I set my glass in the holder. “Why Q?”
“What?”
“Cipher Q. What does the Q stand for?”
She toyed with a damp strand of hair. “What do you think it stands for?”
“I thought it was Quantum. But I’m going with Queen,” I replied.
Her head dipped, that hint of shyness and innocence adding to her appeal. “It’s silly, I know. And vain. But...”
“But you wanted to feel empowered at a time when things felt out of control?”
Her mouth dropped open a few seconds before she shut it. “I don’t like it when you do that,” she murmured.
“Do what?” I asked gently.
“See...too much.”
“I won’t hurt you, Lily. Not with any information you give me. I can promise you that.”
After a moment, she nodded.
Grasping that tiny leeway, I probed softly, “How old were you when you started hacking?”

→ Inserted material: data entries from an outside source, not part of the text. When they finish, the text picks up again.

use crate::demo::Move;

/// Where a move sits within its pair, as seen by the camera.
#[derive(Clone, Copy, Debug, PartialEq, Eq)]
pub enum Placement {
    /// Lower in the image, ie larger pixel y. Owns the even seed index.
    Bottom,
    /// Higher in the image. Owns the odd seed index.
    Top,
}

impl Placement {
    /// Returns the seed index for this placement in the pair starting at `even`.
    pub fn seed(self, even: u8) -> u8 {
        match self {
            Placement::Bottom => even,
            Placement::Top => even + 1,
        }
    }
}

/// Decide which move of a recorded pair is the bottom seed.
///
/// Compares the camera pixel y of both moves. The move with the larger y is
/// lower in the image and is the bottom seed. When both y values are equal the
/// recorded order is kept and `first` is the bottom seed.
pub fn order(first: &Move, second: &Move) -> (Placement, Placement) {
    if first.camera.y < second.camera.y {
        (Placement::Top, Placement::Bottom)
    } else {
        (Placement::Bottom, Placement::Top)
    }
}
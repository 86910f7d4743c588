use crate::{error::Error, frame::Frame};
use nalgebra::Point2;
use serde::{Deserialize, Serialize};
use serde_json::{StreamDeserializer, de::IoRead};
use std::{
    fs::File,
    io::{BufReader, Read, Write},
    path::Path,
};

/// Number of demonstrations in one batch.
pub const BATCH_LEN: usize = 10;

/// Number of position demonstrations in one batch.
pub const POSITIONS_PER_BATCH: usize = 8;

/// Number of rotation demonstrations in one batch.
pub const ROTATIONS_PER_BATCH: usize = 2;

/// One human-guided correction of the robot.
#[derive(Clone, Copy, Debug, PartialEq, Serialize, Deserialize)]
pub struct Move {
    /// Where the robot went on its own.
    pub before: Frame,

    /// Where the demonstrator moved it to.
    pub after: Frame,

    /// The target location in the left camera image, in pixels.
    pub camera: Point2<f64>,
}

#[derive(Clone, Copy, Debug, PartialEq, Serialize, Deserialize)]
#[serde(tag = "kind")]
pub enum Demonstration {
    #[serde(rename = "xy")]
    Position(Move),
    #[serde(rename = "rotation")]
    Rotation(Move),
}

/// One validated unit of demonstrations.
///
/// Position moves come as four pairs (0,1), (2,3), (4,5), (6,7) where each
/// pair covers two neighbouring seeds in unknown order. The two rotation moves
/// belong to the pair at index 4.
#[derive(Clone, Debug, PartialEq)]
pub struct Batch {
    positions: [Move; POSITIONS_PER_BATCH],
    rotations: [Move; ROTATIONS_PER_BATCH],
}

impl Batch {
    pub fn positions(&self) -> &[Move; POSITIONS_PER_BATCH] {
        &self.positions
    }

    pub fn rotations(&self) -> &[Move; ROTATIONS_PER_BATCH] {
        &self.rotations
    }

    /// Returns the position moves as pairs in recorded order.
    pub fn pairs(&self) -> impl Iterator<Item = (&Move, &Move)> {
        self.positions.chunks_exact(2).map(|pair| (&pair[0], &pair[1]))
    }
}

impl TryFrom<Vec<Demonstration>> for Batch {
    type Error = Error;

    fn try_from(demos: Vec<Demonstration>) -> Result<Self, Self::Error> {
        let records = demos.len();
        let mut positions = Vec::with_capacity(POSITIONS_PER_BATCH);
        let mut rotations = Vec::with_capacity(ROTATIONS_PER_BATCH);
        for demo in demos {
            match demo {
                Demonstration::Position(mv) => positions.push(mv),
                Demonstration::Rotation(mv) => rotations.push(mv),
            }
        }

        let malformed = || Error::MalformedBatch {
            records,
            positions: positions.len(),
            rotations: rotations.len(),
        };

        if records != BATCH_LEN {
            return Err(malformed());
        }

        let (Ok(positions), Ok(rotations)) = (
            <[Move; POSITIONS_PER_BATCH]>::try_from(positions.as_slice()),
            <[Move; ROTATIONS_PER_BATCH]>::try_from(rotations.as_slice()),
        ) else {
            return Err(malformed());
        };

        Ok(Self {
            positions,
            rotations,
        })
    }
}

impl From<Batch> for Vec<Demonstration> {
    fn from(batch: Batch) -> Self {
        batch
            .positions
            .into_iter()
            .map(Demonstration::Position)
            .chain(batch.rotations.into_iter().map(Demonstration::Rotation))
            .collect()
    }
}

/// Reads a stream of batches, one JSON array of demonstrations each.
///
/// The reader is dropped as soon as the stream ends or a batch fails to
/// decode. After the first error the iterator yields nothing.
pub struct BatchReader<R: Read> {
    stream: Option<StreamDeserializer<'static, IoRead<R>, Vec<Demonstration>>>,
}

impl BatchReader<BufReader<File>> {
    pub fn open<P: AsRef<Path>>(path: P) -> Result<Self, Error> {
        Ok(Self::new(BufReader::new(File::open(path)?)))
    }
}

impl<R: Read> BatchReader<R> {
    pub fn new(reader: R) -> Self {
        Self {
            stream: Some(serde_json::Deserializer::from_reader(reader).into_iter()),
        }
    }
}

impl<R: Read> Iterator for BatchReader<R> {
    type Item = Result<Batch, Error>;

    fn next(&mut self) -> Option<Self::Item> {
        let item = match self.stream.as_mut()?.next() {
            Some(Ok(demos)) => Batch::try_from(demos),
            Some(Err(err)) => Err(err.into()),
            None => {
                self.stream = None;
                return None;
            }
        };

        if item.is_err() {
            self.stream = None;
        }

        Some(item)
    }
}

/// Write `batches` in the format read by [`BatchReader`].
pub fn write_batches<'a, W, I>(mut writer: W, batches: I) -> Result<(), Error>
where
    W: Write,
    I: IntoIterator<Item = &'a Batch>,
{
    for batch in batches {
        let demos: Vec<Demonstration> = batch.clone().into();
        serde_json::to_writer(&mut writer, &demos)?;
        writeln!(writer)?;
    }
    writer.flush()?;
    Ok(())
}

She looked a little trapped by my question, but she answered, “Thirteen.”
“I’m guessing it was your stepfather who made you feel...less?”
A shadow crossed her face and she remained silent for a long time before she nodded. “He was saddled with me after my mom left. Every now and then he would let me feel his displeasure.”
My fist tightened. “Did he hurt you?”
“Physically? No. In other ways...yes.”
I took a sip of bourbon just for something to do so I didn’t drive my fist through the wall behind me. “Tell me what he did.”
Her nostrils quivered as she sucked in a breath. “I don’t have all night.”
“Then tell me exactly how you got involved with Chance.”
“When I was fourteen, I hacked him. I was good back then, but I wasn’t great. He hired another hacker to find me, and turned up at my house with the cops. He gave me a choice, work for him or go to jail.”
“Your stepfather didn’t tell him to get lost, I take it.”
She gave a bitter laugh. “Not when Chance started throwing money his way, he didn’t.”
She flinched at my tight curse. I reached across the counter and placed my hand on hers. She stared at it with a sad smile before she inhaled long and deep.
“Anyway, between them they hammered out a deal that he’d pay my stepfather a monthly fee for my maintenance, then my college tuition fees on condition that when I left MIT I’d devote all my time to developing something big for him.”
“The algorithm?” I asked, my chest and throat tight with the effort it took to keep my fury inside.
She nodded. “I had the beginnings of the idea back then.”
“Why didn’t you walk away when you turned eighteen or even twenty-one?”
Her lips tightened and she shrugged. “I gave him my word I wouldn’t.”